If you like to solve complex puzzles, and regularly find creative solutions to unusual challenges, this may be the career for you.
Typical Job Functions
Formulation chemistry is the branch of manufacturing that deals with substances that don’t react with each other, but contribute to the final product in some way. For example, an aspirin tablet contains aspirin, colorants, flavors, binders, etc. These don’t react with each other, but all play a role in the final product.
Formulation is as much an art as a science, and it takes a long time to master. Scientists in this field find it fascinating to look for just the right combination of ingredients, while balancing product quality, stability, cost, and many other factors.
Typical job duties of a formulation chemist include:
- Designing and conducting studies
- Developing prototypes for use by focus groups or in clinical trials
- Helping to manage clinical trials, pilot studies, and panel tests
- Analyzing study results and writing reports for corporate records and/or regulatory bodies
- Assisting with scale-up from development to production quantities
Patience is a key attribute of a formulation chemist, as it can take years to achieve the right combination of ingredients for a particular application…and it may turn out to be impossible. But the reward of seeing a product you helped develop on store shelves provides a significant source of satisfaction.

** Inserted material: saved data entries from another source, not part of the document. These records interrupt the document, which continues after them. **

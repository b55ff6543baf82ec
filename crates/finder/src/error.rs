// Chunk: docs/chunks/fuzzy_file_matcher - Scan failure taxonomy
//!
//! Internal error types for the scanner.
//!
//! None of these reach the presentation layer: each is consumed at the point
//! where the scanner degrades (falls back to the walker, or returns an empty
//! result set) and is logged there.

use std::io;
use std::path::PathBuf;
use std::process::ExitStatus;

use thiserror::Error;

pub type Result<T> = std::result::Result<T, ScanError>;

#[derive(Error, Debug)]
pub enum ScanError {
    /// The version-control executable could not be started.
    #[error("failed to spawn `{program}`: {source}")]
    VcsSpawn {
        program: String,
        #[source]
        source: io::Error,
    },

    /// The version-control listing ran but reported failure.
    #[error("`{program}` exited with {status}")]
    VcsStatus { program: String, status: ExitStatus },

    /// The listing produced bytes that are not UTF-8.
    #[error("`{program}` produced undecodable output")]
    VcsOutput { program: String },

    /// The root directory could not be read at all.
    #[error("cannot read root {path:?}: {source}")]
    UnreadableRoot {
        path: PathBuf,
        #[source]
        source: io::Error,
    },
}
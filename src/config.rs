// Chunk: docs/chunks/finder_config - Tunables file
//!
//! Loads the finder's tunables from disk.
//!
//! ## File Location
//!
//! `<config dir>/quick-open/config.json`, where the config dir comes from
//! `dirs::config_dir()` (`~/.config` on Linux, `~/Library/Application Support`
//! on macOS). `--config` overrides it.
//!
//! Every section and field is optional:
//!
//! ```json
//! {
//!   "scan":   { "max_files": 20000, "ignored_dirs": [".git", "vendor"] },
//!   "search": { "max_results": 30 },
//!   "watch":  { "debounce_ms": 150 }
//! }
//! ```
//!
//! Loading never fails: a missing file means defaults, and an unreadable or
//! malformed file is logged and also means defaults.

use std::fs;
use std::io;
use std::path::{Path, PathBuf};

use quick_open_finder::{ScanConfig, SearchConfig};
use quick_open_watch::WatchConfig;
use serde::{Deserialize, Serialize};

/// Application name used for the config directory.
const APP_NAME: &str = "quick-open";

/// Config file name.
const CONFIG_FILENAME: &str = "config.json";

#[derive(Debug, Clone, Default, PartialEq, Serialize, Deserialize)]
#[serde(default)]
pub struct Config {
    pub scan: ScanConfig,
    pub search: SearchConfig,
    pub watch: WatchConfig,
}

/// The default config file location, if the platform has a config dir.
pub fn config_file_path() -> Option<PathBuf> {
    Some(dirs::config_dir()?.join(APP_NAME).join(CONFIG_FILENAME))
}

/// Loads `path`, or the default location when `path` is `None`.
pub fn load_config(path: Option<&Path>) -> Config {
    let Some(path) = path.map(Path::to_path_buf).or_else(config_file_path) else {
        return Config::default();
    };

    match read_config(&path) {
        Ok(Some(config)) => {
            tracing::debug!(path = %path.display(), "loaded config");
            config
        }
        Ok(None) => Config::default(),
        Err(e) => {
            tracing::warn!(path = %path.display(), "ignoring config file: {e}");
            Config::default()
        }
    }
}

/// `Ok(None)` when the file does not exist.
fn read_config(path: &Path) -> io::Result<Option<Config>> {
    let contents = match fs::read_to_string(path) {
        Ok(contents) => contents,
        Err(e) if e.kind() == io::ErrorKind::NotFound => return Ok(None),
        Err(e) => return Err(e),
    };
    let config = serde_json::from_str(&contents)?;
    Ok(Some(config))
}
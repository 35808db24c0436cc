// Copyright (c) Microsoft Corporation.
// Licensed under the MIT License.

use crate::{CacheAside, CacheName, JsonSerializer, Serializer};

/// Builder for a [`CacheAside`].
///
/// Created by [`CacheAside::builder`].
///
/// # Examples
///
/// ```
/// use querycache::{CacheAside, JsonSerializer, MemoryStore};
///
/// let cache = CacheAside::builder(MemoryStore::new())
///     .serializer(JsonSerializer)
///     .name("books")
///     .build();
/// assert_eq!(cache.name(), "books");
/// ```
#[derive(Debug)]
pub struct CacheAsideBuilder<S, Z = JsonSerializer> {
    store: S,
    serializer: Z,
    name: Option<CacheName>,
}

impl<S> CacheAsideBuilder<S, JsonSerializer> {
    pub(crate) fn new(store: S) -> Self {
        Self {
            store,
            serializer: JsonSerializer,
            name: None,
        }
    }
}

impl<S, Z> CacheAsideBuilder<S, Z> {
    /// Replaces the payload serializer. JSON is used by default.
    #[must_use]
    pub fn serializer<Z2: Serializer>(self, serializer: Z2) -> CacheAsideBuilder<S, Z2> {
        CacheAsideBuilder {
            store: self.store,
            serializer,
            name: self.name,
        }
    }

    /// Names the cache in log events.
    #[must_use]
    pub fn name(mut self, name: CacheName) -> Self {
        self.name = Some(name);
        self
    }

    /// Builds the cache.
    #[must_use]
    pub fn build(self) -> CacheAside<S, Z> {
        CacheAside::from_parts(self.store, self.serializer, self.name.unwrap_or(crate::aside::DEFAULT_CACHE_NAME))
    }
}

Most opportunities for formulation chemists are with large manufacturing companies in a variety of industries. The number of positions in any given industry is small, and the competition is fierce. Most people specialize in a particular class of compounds or industry; moving between them is exceptionally rare.
Formulation chemists are needed in the generic pharmaceutical industry. Other areas of application include:
- Pesticides and insecticides
- Paints and coatings
- Cosmetics and fragrances
- Household products
Formulation science is a hands-on career. Most people start out working at the bench, and remain close to it throughout their career. Advancement comes in the form of larger and more complex projects, more responsibility, and eventually training new formulation scientists.
A bachelor's or master’s degree is acceptable for getting started in this field. The majority of training is obtained on-the-job by learning from a senior formulation chemist.